→ **Task goal**
Go through the entries below and pick out every line with "RepositoryError".

------ Provided material

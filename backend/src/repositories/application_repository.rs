use diesel::prelude::*;
use diesel::result::Error as DieselError;
use thiserror::Error;

use crate::models::application_models::{NewSchoolApplication, SchoolApplication};
use crate::schema::school_applications;
use crate::DbPool;

#[derive(Debug, Error)]
pub enum RepositoryError {
    #[error("database connection unavailable: {0}")]
    Pool(#[from] diesel::r2d2::PoolError),
    #[error(transparent)]
    Database(#[from] DieselError),
}

const SETUP_SQL: &str = "\
CREATE TABLE IF NOT EXISTS school_applications (
    id INTEGER PRIMARY KEY AUTOINCREMENT NOT NULL,
    name TEXT NOT NULL,
    email TEXT NOT NULL,
    number TEXT NOT NULL,
    designation TEXT NOT NULL,
    school_name TEXT NOT NULL,
    message TEXT NOT NULL DEFAULT '',
    created_at INTEGER NOT NULL
)";

/// Idempotent schema setup, run once at startup.
pub fn ensure_schema(pool: &DbPool) -> Result<(), RepositoryError> {
    let mut conn = pool.get()?;
    diesel::sql_query(SETUP_SQL).execute(&mut conn)?;
    Ok(())
}

pub struct ApplicationRepository {
    pool: DbPool,
}

impl ApplicationRepository {
    pub fn new(pool: DbPool) -> Self {
        Self { pool }
    }

    pub fn insert(&self, mut new_application: NewSchoolApplication) -> Result<(), RepositoryError> {
        new_application.email = new_application.email.trim().to_lowercase();
        let mut conn = self.pool.get()?;
        diesel::insert_into(school_applications::table)
            .values(&new_application)
            .execute(&mut conn)?;
        Ok(())
    }

    /// Emails are stored lowercased, so the lookup stays
    /// case-insensitive without SQL-side folding.
    pub fn exists_for_school(&self, email: &str, school_name: &str) -> Result<bool, RepositoryError> {
        let mut conn = self.pool.get()?;
        let found = school_applications::table
            .filter(school_applications::email.eq(email.trim().to_lowercase()))
            .filter(school_applications::school_name.eq(school_name.trim()))
            .first::<SchoolApplication>(&mut conn)
            .optional()?;
        Ok(found.is_some())
    }

    pub fn count(&self) -> Result<i64, RepositoryError> {
        let mut conn = self.pool.get()?;
        let total = school_applications::table.count().get_result(&mut conn)?;
        Ok(total)
    }
}

#[cfg(test)]
mod tests {
    use super::*;
    use diesel::r2d2::{self, ConnectionManager};

    fn test_pool() -> DbPool {
        let manager = ConnectionManager::<SqliteConnection>::new(":memory:");
        // One connection keeps the in-memory database alive for the
        // whole test.
        let pool = r2d2::Pool::builder()
            .max_size(1)
            .build(manager)
            .expect("Failed to create pool");
        ensure_schema(&pool).expect("Failed to set up schema");
        pool
    }

    fn application(email: &str, school_name: &str) -> NewSchoolApplication {
        NewSchoolApplication {
            name: "Asha Verma".to_string(),
            email: email.to_string(),
            number: "+91 98765 43210".to_string(),
            designation: "Principal".to_string(),
            school_name: school_name.to_string(),
            message: String::new(),
            created_at: 1_700_000_000,
        }
    }

    #[test]
    fn insert_then_lookup_finds_the_row() {
        let repository = ApplicationRepository::new(test_pool());
        repository
            .insert(application("asha@school.edu", "Sunrise Public School"))
            .unwrap();

        assert!(repository
            .exists_for_school("asha@school.edu", "Sunrise Public School")
            .unwrap());
        assert_eq!(repository.count().unwrap(), 1);
    }

    #[test]
    fn lookup_is_case_insensitive_on_email() {
        let repository = ApplicationRepository::new(test_pool());
        repository
            .insert(application("Asha@School.EDU", "Sunrise Public School"))
            .unwrap();

        assert!(repository
            .exists_for_school("asha@school.edu", "Sunrise Public School")
            .unwrap());
        assert!(repository
            .exists_for_school("ASHA@SCHOOL.EDU", "Sunrise Public School")
            .unwrap());
    }

    #[test]
    fn lookup_distinguishes_schools() {
        let repository = ApplicationRepository::new(test_pool());
        repository
            .insert(application("asha@school.edu", "Sunrise Public School"))
            .unwrap();

        assert!(!repository
            .exists_for_school("asha@school.edu", "Another School")
            .unwrap());
    }

    #[test]
    fn ensure_schema_is_idempotent() {
        let pool = test_pool();
        ensure_schema(&pool).unwrap();
        ensure_schema(&pool).unwrap();
    }
}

------------

→ **Answer box**
pub enum RepositoryError {
pub fn ensure_schema(pool: &DbPool) -> Result<(), RepositoryError> {
    pub fn insert(&self, mut new_application: NewSchoolApplication) -> Result<(), RepositoryError> {
    pub fn exists_for_school(&self, email: &str, school_name: &str) -> Result<bool, RepositoryError> {
    pub fn count(&self) -> Result<i64, RepositoryError> {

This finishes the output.